Il presepe dalle macerie della cartiera
PIORACO - Un gruppo di volontari ha allestito la rappresentazione sacra che ricostruisce lo stabilimento utilizzando i materiali portati via dopo il terremoto. Il sindaco Luisella Tamagnini: "Il paese è tutt'uno con la fabbrica, se non riparte è inutile fare le casette"
Il presepe nella piazzetta accanto al Comune ricostruisce la cartiera Fedrigoni danneggiata dal terremoto, con al centro Gesù Bambino che riporta rinascita e speranza nel futuro. E’ stato allestito con materiali di recupero da un gruppo di volontari, utilizzando anche le macerie del capannone della cartiera, fatto crollare dal terremoto. “C’è chi si è preoccupato eccessivamente per la mancanza delle luminarie – afferma il sindaco Luisella Tamagnini – se pensiamo a chi è rimasto senza casa e non ha nulla da festeggiare, questa preoccupazione mi sembra un insulto. In questo momento difficile forse dovremmo riflettere in modo più profondo. A me le luminarie sono sembrate quasi un fastidio. Un gruppo di volontari ha allestito il presepe nella piazzetta del Comune, simboleggia la speranza per la rinascita della cartiera, parzialmente crollata dopo il terremoto. Il paese è tutt’uno con la cartiera, se non riparte lo stabilimento possiamo fare quante casette vogliamo, ma il paese resterà vuoto”.
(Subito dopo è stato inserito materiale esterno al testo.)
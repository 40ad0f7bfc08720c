//! Configuration loading
//!
//! Configuration comes from environment variables or a TOML/JSON file.

pub mod loader;

pub use loader::{load, load_from_env, load_from_file, find_config_path};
Da metà dicembre è iniziata la rimozione delle macerie dall’interno dello stabilimento, cadute sopra la linea produttiva lunga circa ottanta metri, durante la lunga terribile scossa delle 21.18 del 26 ottobre, che ha messo in ginocchio l’azienda, ferma da allora. Soltanto per la coincidenza fortuita del cambio turno, non ci sono stati morti, ci vorranno ancora una quindicina di giorni, ma già entrando nello stabilimento, si nota che la corsia di sinistra è completamente libera dai detriti, si iniziano a scorgere le prime parti della linea di assemblaggio delle carte speciali che rendono la cartiera di Pioraco, famosa nel mondo. Soltanto quando le macerie saranno state portate via, si avrà la possibilità di valutare completamente i danni e predisporre, da parte dei vertici della cartiera, gli interventi necessari a riprendere la produzione al più presto. Si stima ci vorranno diversi mesi. Si potrà riprendere a produrre non prima di metà del 2017.